Оставшись один, воевода знаком отослал явившегося было за приказаниями Володимера и снова склонился над картой. На столе курчавилось недвижными волнами Черное море — малый уголок в огромном бурлящем мире, на чьих перекрестках стоял его дом, жила его маленькая страна. Мятущийся мир, в котором государь обязан был все понимать и помнить, предугадывать и чуять наперед. Не только вести полки; надо было видеть, в какие стороны текут купеческие обозы и караваны морских судов, знать дела мастеров и заботы купцов, уметь предусматривать, какие потрясения могут вызвать в этом мире избыток могущества и алчности правителей, куда нацелятся удары их войск и флотов. Надо было ведать главное: где зреют силы мира, в каких местах, как перед взрывами вулканов, накапливаются они, готовя потрясения и перемены, кому сулят победы, а кому — беду, где собирает этот мир сокровища разума и духа — грядущие источники новых сил. И — главное над главным для государя — для чего живет и борется, льет без меры кровь и принимает муки его народ? Что хочет народ Молдовы оставить в наследие грядущему, какое предначертание исполнить? Ибо нет народа без предначертания своего и судьбы.

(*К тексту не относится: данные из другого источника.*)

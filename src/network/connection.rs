//! Connection Handler
//!
//! Handles individual client connections.

use std::io::{BufRead, BufReader, BufWriter, ErrorKind};
use std::net::TcpStream;
use std::sync::Arc;
use std::time::{Duration, Instant};

use serde::Serialize;

use crate::error::{FolioError, Result};
use crate::gateway::Gateway;
use crate::protocol::{decode_command, read_frame, write_response, Command, Response};

use super::ShutdownHandle;

/// How often an idle connection checks for server shutdown
const IDLE_POLL_INTERVAL: Duration = Duration::from_millis(100);

/// Handles a single client connection
pub struct Connection {
    /// TCP stream reader (buffered for efficiency)
    reader: BufReader<TcpStream>,

    /// TCP stream writer (buffered for efficiency)
    writer: BufWriter<TcpStream>,

    /// Record operations
    gateway: Arc<Gateway>,

    /// Peer address for logging
    peer_addr: String,

    /// Server-wide stop signal, checked between commands
    shutdown: ShutdownHandle,

    /// Idle limit between commands (`None` waits forever)
    read_timeout: Option<Duration>,
}

impl Connection {
    /// Create a new connection handler
    pub fn new(
        stream: TcpStream,
        gateway: Arc<Gateway>,
        shutdown: ShutdownHandle,
    ) -> Result<Self> {
        let peer_addr = stream
            .peer_addr()
            .map(|a| a.to_string())
            .unwrap_or_else(|_| "unknown".to_string());

        // Disable Nagle's algorithm for low latency
        stream.set_nodelay(true)?;

        let read_stream = stream.try_clone()?;
        let write_stream = stream;

        Ok(Self {
            reader: BufReader::new(read_stream),
            writer: BufWriter::new(write_stream),
            gateway,
            peer_addr,
            shutdown,
            read_timeout: None,
        })
    }

    /// Configure connection timeouts (0 leaves a direction unbounded)
    pub fn set_timeouts(&mut self, read_ms: u64, write_ms: u64) -> Result<()> {
        self.read_timeout = (read_ms > 0).then(|| Duration::from_millis(read_ms));
        self.reader.get_ref().set_read_timeout(self.read_timeout)?;
        if write_ms > 0 {
            self.writer
                .get_ref()
                .set_write_timeout(Some(Duration::from_millis(write_ms)))?;
        }

        Ok(())
    }

    /// Handle the connection (blocking until closed)
    ///
    /// Reads commands in a loop and sends responses.
    /// Returns on disconnect, on server shutdown, or on an error.
    pub fn handle(&mut self) -> Result<()> {
        tracing::debug!("Connection established from {}", self.peer_addr);

        loop {
            if !self.wait_for_request()? {
                return Ok(());
            }

            let frame = match read_frame(&mut self.reader) {
                Ok(frame) => frame,
                Err(FolioError::Io(ref e)) if is_disconnect(e.kind()) => {
                    tracing::debug!("Client {} disconnected ({:?})", self.peer_addr, e.kind());
                    return Ok(());
                }
                Err(e) => {
                    tracing::warn!("Error reading from {}: {}", self.peer_addr, e);
                    let _ = self.send_response(Response::error(&e.to_string()));
                    return Err(e);
                }
            };

            // Whole frame consumed, so a bad command leaves the stream in sync
            let command = match decode_command(&frame) {
                Ok(cmd) => cmd,
                Err(e) => {
                    tracing::warn!("Bad command from {}: {}", self.peer_addr, e);
                    self.send_response(Response::error(&e.to_string()))?;
                    continue;
                }
            };

            tracing::trace!("Received command from {}: {:?}", self.peer_addr, command);

            let response = self.execute_command(command);

            if let Err(e) = self.send_response(response) {
                if let FolioError::Io(ref io_err) = e {
                    if is_disconnect(io_err.kind()) || io_err.kind() == ErrorKind::BrokenPipe {
                        tracing::debug!(
                            "Client {} disconnected before response could be sent: {}",
                            self.peer_addr,
                            e
                        );
                        return Ok(());
                    }
                }
                tracing::warn!("Error writing to {}: {}", self.peer_addr, e);
                return Err(e);
            }
        }
    }

    /// Block until the next request starts arriving
    ///
    /// Returns `false` when the session should end quietly: the client went
    /// away, sat idle past the read timeout, or the server is shutting down.
    fn wait_for_request(&mut self) -> Result<bool> {
        if !self.reader.buffer().is_empty() {
            return Ok(true);
        }

        let idle_since = Instant::now();
        self.reader
            .get_ref()
            .set_read_timeout(Some(IDLE_POLL_INTERVAL))?;

        let ready = loop {
            if self.shutdown.is_shutdown() {
                tracing::debug!("Closing {} for shutdown", self.peer_addr);
                break false;
            }

            match self.reader.fill_buf() {
                Ok(buf) => break !buf.is_empty(),
                Err(e) if matches!(e.kind(), ErrorKind::WouldBlock | ErrorKind::TimedOut) => {
                    if let Some(limit) = self.read_timeout {
                        if idle_since.elapsed() >= limit {
                            tracing::debug!("Client {} idle, closing", self.peer_addr);
                            break false;
                        }
                    }
                }
                Err(e) if e.kind() == ErrorKind::Interrupted => {}
                Err(e) if is_disconnect(e.kind()) => break false,
                Err(e) => return Err(e.into()),
            }
        };

        // Mid-frame reads use the configured timeout again
        self.reader.get_ref().set_read_timeout(self.read_timeout)?;
        Ok(ready)
    }

    /// Execute a command and return a response
    fn execute_command(&self, command: Command) -> Response {
        let result = match command {
            Command::Create { record } => self
                .gateway
                .create(record)
                .and_then(|stored| json_response(&stored)),
            Command::Fetch { name } => match self.gateway.fetch(&name) {
                Ok(Some(record)) => json_response(&record),
                Ok(None) => Ok(Response::not_found()),
                Err(e) => Err(e),
            },
            Command::FetchAll => self
                .gateway
                .fetch_all()
                .and_then(|records| json_response(&records)),
            Command::Remove { name } => match self.gateway.remove(&name) {
                Ok(true) => Ok(Response::ok(None)),
                Ok(false) => Ok(Response::not_found()),
                Err(e) => Err(e),
            },
            Command::Ping => Ok(Response::ok(Some(b"PONG".to_vec()))),
        };

        result.unwrap_or_else(|e| Response::error(&e.to_string()))
    }

    /// Send a response to the client
    fn send_response(&mut self, response: Response) -> Result<()> {
        write_response(&mut self.writer, &response)
    }

    /// Get the peer address string
    pub fn peer_addr(&self) -> &str {
        &self.peer_addr
    }
}

fn json_response<T: Serialize + ?Sized>(value: &T) -> Result<Response> {
    let body = serde_json::to_vec(value).map_err(|e| FolioError::Encoding(e.to_string()))?;
    Ok(Response::ok(Some(body)))
}

/// EOF, reset, abort and read timeouts all end the session quietly
fn is_disconnect(kind: ErrorKind) -> bool {
    matches!(
        kind,
        ErrorKind::UnexpectedEof
            | ErrorKind::ConnectionReset
            | ErrorKind::ConnectionAborted
            | ErrorKind::WouldBlock
            | ErrorKind::TimedOut
    )
}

Ни древние книги, ни проповеди церковники, ни мудрые речи отшельников в кодрах не могли открыть того господарю Земли Молдавской, — только собственный разум, собственная совесть и честь. Только думы, бессонные думы, подгоняемые нетерпением беспокойного духа, течением быстрых перемен, не оставлявших времени для праздности. Ибо чем была Молдова до его правления? Малым княжеством среди лесных дебрей, между хребтами гор и заднестровским Диким полем. Да и сам он кем был до минувшей зимы? Безвестным князем малой страны, вассалом двух королей и одного султана. Даже после Байи, где он одолел спесивого Матьяша Венгерского, Штефан оставался таким же скромным, малозаметным в глазах мира государем. Но сладилось под Высоким Мостом дело — и все узнали о Молдове и ее князе. И восхитились ими, верится, по заслугам. Штефан славы не искал. Не шел на соседей, чтобы грабить их, брать в плен, захватывать чужие земли. Одна оборона была его заботой. И если порой нападал первым, лишь для того, чтобы защитить свою землю. Таков уж был он, таким воспитали его ратные наставники — отец князь Богдан, воевода Янош Хуньяди. Не ждал удара, наносил его первым — но только тому, о ком без ошибки ведал, что готовится на него напасть. Так было с драчливыми слугами Порты — мунтянскими воеводами Раду Красивым, Бессарабом.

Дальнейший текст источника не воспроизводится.